Historical—Liquidity and Capital Resources

        Operating Activities.    The Company reported net cash provided by operating activities of $100.6 million and $254.3 million for the Prior Year Period and Current Year Period, respectively. The $153.7 million increase in operating cash flows from the Prior Year Period to the Current Year Period is primarily attributable to the increase in Segment Profit, the net shift of restricted funds between cash and investments that results in an operating cash flow change that is directly offset by an investing cash flow change and other net favorable items primarily associated with working capital changes. Segment Profit for the Current Year Period increased $79.6 million from the Prior Year Period. During the Prior Year Period, $5.6 million of restricted investments were shifted to restricted cash as compared to the Current Year Period, in which $29.1 million of restricted cash was shifted to restricted investments, resulting in a net increase in operating cash flows between periods of $34.7 million. The favorable working capital changes are primarily attributable to the build-up of medical claims payable for Radiology Benefits Management associated with the new risk radiology contracts and reductions in inventory for Specialty Pharmaceutical Management, partially offset by higher year-over-year tax payments.

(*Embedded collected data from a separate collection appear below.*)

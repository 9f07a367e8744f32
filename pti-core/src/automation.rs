//! Envelope and LFO blocks of the .pti header (bytes 92..260)
//!
//! These are not editable through `Header`; they are decoded for reporting
//! and otherwise carried through exports byte for byte.

use binrw::binrw;
use serde::Serialize;

/// Parameter an envelope / LFO pair modulates, in header order
#[derive(Debug, Clone, Copy, Serialize, PartialEq, Eq)]
pub enum AutomationTarget {
    Volume = 0,
    Panning = 1,
    Cutoff = 2,
    WavetablePosition = 3,
    GranularPosition = 4,
    Finetune = 5,
}

impl AutomationTarget {
    pub const ALL: [AutomationTarget; 6] = [
        AutomationTarget::Volume,
        AutomationTarget::Panning,
        AutomationTarget::Cutoff,
        AutomationTarget::WavetablePosition,
        AutomationTarget::GranularPosition,
        AutomationTarget::Finetune,
    ];

    pub fn label(&self) -> &'static str {
        match self {
            AutomationTarget::Volume => "Volume",
            AutomationTarget::Panning => "Panning",
            AutomationTarget::Cutoff => "Cutoff",
            AutomationTarget::WavetablePosition => "Wavetable position",
            AutomationTarget::GranularPosition => "Granular position",
            AutomationTarget::Finetune => "Finetune",
        }
    }
}

/// 20-byte envelope block
#[binrw]
#[brw(little)]
#[derive(Debug, Clone, Copy, Serialize, PartialEq)]
pub struct Envelope {
    pub amount: f32,
    /// Times in milliseconds
    pub delay: u16,
    pub attack: u16,
    pub hold: u16,
    pub decay: u16,
    pub sustain: f32,
    pub release: u16,
    #[serde(skip)]
    pub unknown: u8,
    pub enabled: u8,
}

impl Envelope {
    pub fn is_enabled(&self) -> bool {
        self.enabled != 0
    }
}

/// 8-byte LFO block
#[binrw]
#[brw(little)]
#[derive(Debug, Clone, Copy, Serialize, PartialEq)]
pub struct Lfo {
    pub shape: u8,
    #[serde(skip)]
    pub unknown: [u8; 3],
    pub amount: f32,
}

/// All automation blocks in header order
#[binrw]
#[brw(little)]
#[derive(Debug, Clone, Serialize, PartialEq)]
pub struct Automation {
    pub envelopes: [Envelope; 6],
    pub lfos: [Lfo; 6],
}

impl Automation {
    pub fn envelope(&self, target: AutomationTarget) -> &Envelope {
        &self.envelopes[target as usize]
    }

    pub fn lfo(&self, target: AutomationTarget) -> &Lfo {
        &self.lfos[target as usize]
    }
}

        During the Current Year Period, the Company's restricted cash decreased $62.4 million. The decrease is attributable to a reduction in restricted cash of $31.3 million associated with the Company's regulated entities, the shift of restricted cash to restricted investments of $29.1 million and other net decreases of $2.0 million. In regards to the decrease in restricted cash for the Company's regulated entities, $39.1 million is offset by changes in other assets and liabilities, primarily accounts receivable, accrued liabilities, medical claims payable and other medical liabilities, thus having no impact on operating cash flows. Partially offsetting these net reductions is the net funding of $7.8 million in additional restricted cash associated with the Company's regulated entities.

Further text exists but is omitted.